RNA was extracted from nasopharyngeal samples using a total nucleic acid extraction kit on the MagnaPure LC 2.0 instrument (Roche Life Sciences). RNA was reversely transcribed using the SuperScript IV complementary DNA (cDNA) synthesis kit (Thermo Fisher). PCR was performed on cDNA using fusion primers targeting regions within the RdRp, exonuclease, spike, and envelope regions of the SARS-CoV-2 genome (SI Appendix, Table S5). Fusion primers targeting RdRp, exonuclease, spike, and envelope of SARS-CoV-2 also contained adapters for Ion Torrent sequencing, and those were attached on amplicons in the same PCR. Barcoding PCR, to enable pooling of samples, was performed in the same reaction. Concentrations of barcoded DNA libraries from all samples were measured and adjusted to concentrations before pooling and Ion Torrent sequencing (35). Details are provided in SI Appendix, Pre-NGS Amplification and Pooling and NGS.
Reads were imported to CLC genomics workbench (Qiagen) as fastq files, and reads were trimmed. Adapter sequences and barcodes were trimmed off automatically in the Ion Torrent server program (Thermo Fisher). The CLC Genomics Workbench Trim Reads tool (Qiagen) was used with standard settings for removal of common tags, short reads, and low-quality reads (minimum read length was 65 nt, and reads not passing trimming were discarded before mapping). Reads were mapped to the SARS-CoV-2 reference genome (GenBank acquisition number NC_045512) using CLC Genomics Workbench 11 Map reads to reference tool (Qiagen). Reads mapping results were exported as tsv files containing data of nucleotide coverage at each position of the reference genome.

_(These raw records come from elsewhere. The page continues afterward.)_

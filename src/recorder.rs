use crate::config::ConfigCache;
use crate::device;
use crate::jackwatch::JackWatch;
use crate::naming;
use crate::state::{Mode, Session, SessionStore, Snapshot, StateReading};
use crate::supervise::{SpawnProbe, Supervisor};
use anyhow::{Context, Result};
use chrono::Local;
use std::fs;
use std::path::PathBuf;
use std::sync::Arc;
use std::sync::atomic::{AtomicBool, Ordering};
use std::thread;
use std::time::SystemTime;

/// 0.1 GB. Recording onto a full SD card corrupts the WAV header, so starts
/// below this are rejected outright.
pub const MIN_FREE_BYTES: u64 = 100 * 1024 * 1024;

/// How a stop request was resolved.
#[derive(Debug, Clone, Copy, PartialEq, Eq)]
pub enum StopOutcome {
    /// The tracked session was terminated.
    Stopped,
    /// No session was tracked, but an orphaned capture process holding the
    /// configured device was found by an OS scan and force-killed.
    Recovered,
    /// Nothing was recording.
    NothingToStop,
}

impl StopOutcome {
    pub fn stopped(self) -> bool {
        !matches!(self, StopOutcome::NothingToStop)
    }
}

/// The public start/stop/status API. Mutations run on the single worker
/// thread; every other thread only reads through the store's snapshot path.
#[derive(Debug)]
pub struct Recorder {
    store: SessionStore,
    supervisor: Supervisor,
    jackwatch: JackWatch,
    config: Arc<ConfigCache>,
    recording_dir: PathBuf,
    min_free_bytes: u64,
    /// Closes the race between "process spawned but store not yet written"
    /// and a second start request. Distinct from the session's own active
    /// flag on purpose.
    start_in_flight: AtomicBool,
}

impl Recorder {
    pub fn new(
        supervisor: Supervisor,
        jackwatch: JackWatch,
        config: Arc<ConfigCache>,
        recording_dir: PathBuf,
    ) -> Result<Self> {
        fs::create_dir_all(&recording_dir)
            .with_context(|| format!("create recording dir {}", recording_dir.display()))?;
        Ok(Self {
            store: SessionStore::new(),
            supervisor,
            jackwatch,
            config,
            recording_dir,
            min_free_bytes: MIN_FREE_BYTES,
            start_in_flight: AtomicBool::new(false),
        })
    }

    pub fn with_min_free_bytes(mut self, min_free_bytes: u64) -> Self {
        self.min_free_bytes = min_free_bytes;
        self
    }

    /// Starts a capture on `device`. Returns false with no side effects when
    /// a session is active, a start is already in flight, disk space is low,
    /// or the capture binary rejects the device.
    pub fn start(&self, device: &str, mode: Mode) -> bool {
        if device.is_empty() {
            tracing::warn!("cannot start recording: no audio device selected");
            return false;
        }
        if self
            .start_in_flight
            .compare_exchange(false, true, Ordering::SeqCst, Ordering::SeqCst)
            .is_err()
        {
            tracing::debug!("start already in flight");
            return false;
        }
        let started = self.start_locked(device, mode);
        self.start_in_flight.store(false, Ordering::SeqCst);
        started
    }

    fn start_locked(&self, device: &str, mode: Mode) -> bool {
        if self.store.read_blocking().active {
            tracing::debug!("already recording");
            return false;
        }
        match device::free_space_bytes(&self.recording_dir) {
            Ok(free) if free < self.min_free_bytes => {
                tracing::warn!(free, min = self.min_free_bytes, "insufficient disk space");
                return false;
            }
            Ok(_) => {}
            Err(err) => {
                tracing::warn!(error = %err, "cannot check disk space, refusing to record");
                return false;
            }
        }

        let target = self
            .recording_dir
            .join(naming::timestamped_filename(Local::now()));
        let mut child = match self.supervisor.spawn_capture(device, &target) {
            Ok(child) => child,
            Err(err) => {
                tracing::error!(device, error = %err, "failed to spawn capture process");
                return false;
            }
        };

        match self.supervisor.probe_capture(&mut child) {
            SpawnProbe::Running => {}
            SpawnProbe::Exited { busy: true, .. } => {
                // One recovery cycle: reap whatever is holding the device,
                // then retry the spawn exactly once.
                let _ = child.wait();
                tracing::info!(device, "device busy, force-reaping and retrying once");
                self.supervisor.kill_conflicting(device);
                child = match self.supervisor.spawn_capture(device, &target) {
                    Ok(child) => child,
                    Err(err) => {
                        tracing::error!(device, error = %err, "retry spawn failed");
                        return false;
                    }
                };
                match self.supervisor.probe_capture(&mut child) {
                    SpawnProbe::Running => {}
                    SpawnProbe::Exited { detail, .. } => {
                        let _ = child.wait();
                        tracing::error!(device, detail = %detail, "device still unavailable after retry");
                        return false;
                    }
                }
            }
            SpawnProbe::Exited { detail, .. } => {
                let _ = child.wait();
                tracing::error!(device, detail = %detail, "capture process rejected device");
                return false;
            }
        }

        let session = Session {
            mode,
            started_at: SystemTime::now(),
            target_file: target,
            process: child,
        };
        match self.store.begin(session) {
            Ok(()) => {
                tracing::info!(device, %mode, "recording started");
                true
            }
            Err(session) => {
                // The in-flight flag should make this unreachable; reap the
                // fresh process rather than leak it if it ever happens.
                tracing::warn!("lost start race with an existing session");
                self.supervisor.terminate_child(session.process, "capture");
                false
            }
        }
    }

    /// Stops the current capture. Idempotent and non-throwing: signal
    /// failures are logged, and the session is always left idle.
    pub fn stop(&self) -> StopOutcome {
        let Some(session) = self.store.take() else {
            return self.stop_untracked();
        };
        let Session {
            mode,
            started_at,
            target_file,
            process,
        } = session;

        // A jack-initiated capture is the daemon's process, not ours; settle
        // it first so its file gets renamed and its markers cleared.
        if mode == Mode::Auto && self.jackwatch.check().is_some() {
            self.jackwatch
                .stop_and_rename(self.supervisor.settings().kill_confirm);
        }

        self.supervisor.terminate_child(process, "capture");

        let elapsed = SystemTime::now()
            .duration_since(started_at)
            .unwrap_or_default()
            .as_secs();
        if target_file.exists() {
            match naming::rename_for_duration(&target_file, elapsed) {
                Some(renamed) => {
                    if let Err(err) = fs::rename(&target_file, &renamed) {
                        tracing::warn!(
                            file = %target_file.display(),
                            error = %err,
                            "cannot rename recording, leaving original name"
                        );
                    } else {
                        tracing::info!(file = %renamed.display(), elapsed, "recording stopped");
                    }
                }
                None => {
                    tracing::warn!(file = %target_file.display(), "unrenameable recording path");
                }
            }
        }

        // Back-to-back stop/start can race the kernel's device release.
        thread::sleep(self.supervisor.settings().device_release_delay);
        StopOutcome::Stopped
    }

    /// Recovery path for an externally desynced state: we track nothing, but
    /// a capture process may still hold the configured device.
    fn stop_untracked(&self) -> StopOutcome {
        let device = self.config.load().audio_device;
        if device.is_empty() {
            tracing::debug!("nothing to stop");
            return StopOutcome::NothingToStop;
        }
        let killed = self.supervisor.kill_conflicting(&device);
        if killed > 0 {
            tracing::warn!(killed, device = %device, "recovered orphaned capture process via scan");
            StopOutcome::Recovered
        } else {
            tracing::debug!("nothing to stop");
            StopOutcome::NothingToStop
        }
    }

    /// Display line and elapsed seconds. A live jack-daemon recording wins
    /// over the session unless a manual session is active; an idle session
    /// with live markers still reports the daemon's capture, since the
    /// daemon starts recording without us ever calling `start`.
    pub fn status(&self) -> (String, u64) {
        let snapshot = self.store.read().snapshot();
        if let Some(daemon_start) = self.jackwatch.check() {
            let manual_active = snapshot.active && snapshot.mode == Some(Mode::Manual);
            if !manual_active {
                let elapsed = elapsed_secs(daemon_start);
                return (format_status(Mode::Auto, elapsed), elapsed);
            }
        }
        if snapshot.active {
            let elapsed = snapshot.started_at.map(elapsed_secs).unwrap_or(0);
            let mode = snapshot.mode.unwrap_or(Mode::Manual);
            return (format_status(mode, elapsed), elapsed);
        }
        ("Not Recording".to_string(), 0)
    }

    /// Session snapshot. The render loop must pass `blocking = false`; the
    /// worker and monitor may block for the authoritative view.
    pub fn read_state(&self, blocking: bool) -> Snapshot {
        if blocking {
            self.store.read_blocking()
        } else {
            self.store.read().snapshot()
        }
    }

    /// Non-blocking read with its source tag, for callers that care whether
    /// they got the live state or the bounded-staleness cache.
    pub fn read_state_tagged(&self) -> StateReading {
        self.store.read()
    }

    pub fn start_jack_daemon(&self, device: &str) -> bool {
        self.supervisor.start_jack_daemon(device)
    }

    pub fn stop_jack_daemon(&self) -> bool {
        self.supervisor.stop_jack_daemon()
    }

    pub fn jack_daemon_running(&self) -> bool {
        self.supervisor.jack_daemon_running()
    }

    pub fn capture_bin(&self) -> &str {
        &self.supervisor.settings().capture_bin
    }
}

fn elapsed_secs(since: SystemTime) -> u64 {
    SystemTime::now()
        .duration_since(since)
        .unwrap_or_default()
        .as_secs()
}

fn format_status(mode: Mode, elapsed: u64) -> String {
    format!("{}: {:02}:{:02}", mode.label(), elapsed / 60, elapsed % 60)
}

Reads mapped to the spike region were subject to in-depth single-nucleotide polymorphism (SNP) analysis and SNP haplotype calling using CliqueSNV, as previously described (20). Short reads settings were used, and all SNPs with a frequency of >0.05% of reads were considered. A→G changes belonging to the same haplotype of minor viral populations according to CliqueSNV were interpreted as an accumulation of A→G mutations in the viral subpopulation.
Structural protein analysis was made using CoVSurver: Mutations Analysis program on GISAID. Sequences based on the Wuhan reference containing all A→G changes that were found in the RBD region were uploaded as fasta files, and nonsynonymous changes were detected and assessed concerning impact on ACE2 affinity and antibody evasion.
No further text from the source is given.